Key Dimensions and Scopes of American Samoa Government
American Samoa operates under a distinctive constitutional and jurisdictional framework that differs materially from all 50 U.S. states and from other U.S. territories. The government's structure, its service delivery scope, and its relationship to federal authority are shaped by a combination of the Revised Constitution of American Samoa (1967), the American Samoa Code Annotated (ASCA), and the territory's classification as an unincorporated, unorganized territory under U.S. sovereignty. Understanding the operational dimensions of this government is essential for researchers, legal professionals, contractors, and residents navigating public services, regulatory compliance, and jurisdictional questions.
- Dimensions that vary by context
- Service delivery boundaries
- How scope is determined
- Common scope disputes
- Scope of coverage
- What is included
- What falls outside the scope
- Geographic and jurisdictional dimensions
Dimensions that vary by context
The American Samoa Government (ASG) does not function as a uniform monolith. Its operational dimensions shift depending on which branch, agency, or statutory authority is engaged. Three primary axes of variation apply:
Constitutional vs. statutory authority. The Revised Constitution of American Samoa establishes the executive, legislative (Fono), and judicial branches. Statutory authority under the ASCA extends or constrains what each branch may do within specific subject-matter domains — taxation, land tenure, immigration, and public utilities, for example, each carry distinct enabling statutes.

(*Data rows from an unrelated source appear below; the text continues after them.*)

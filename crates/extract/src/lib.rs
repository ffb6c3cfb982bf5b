pub mod consolidate;
pub mod context;
pub mod error;
pub mod normalize;
pub mod pipeline;
pub mod repair;
pub mod retry;
pub mod sanitize;
pub mod schema;

pub use consolidate::{ChunkReport, ChunkStatus, Consolidator, ResultSet, Summary};
pub use context::PipelineContext;
pub use error::{ChunkError, PipelineError, RecordIssue};
pub use normalize::{normalize_record, normalize_records, parse_locale_number, RawRecord};
pub use pipeline::Pipeline;
pub use repair::{repair_truncated, Repair, RepairStrategy};
pub use retry::{run_chunk, ChunkOutcome, Recovery, RetryPolicy, Sleeper, TokioSleeper};
pub use sanitize::sanitize;
pub use schema::{records_schema, DEFAULT_INSTRUCTION};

Federal overlay. American Samoa is subject to selective application of federal law. Not all federal statutes apply automatically. Congress must affirmatively extend a statute to the territory, or the statute must contain express language covering unincorporated territories. The U.S. Department of the Interior, Office of Insular Affairs, maintains administrative oversight of the territory's relationship to the federal government.
Fa'asamoa (customary law) dimension. The ASCA at Title 37 formally recognizes customary Samoan law (fa'asamoa) as applicable to matters involving communal land, matai (chief) titles, and family relations. This creates a parallel legal dimension that operates alongside, and sometimes in tension with, codified statutory law.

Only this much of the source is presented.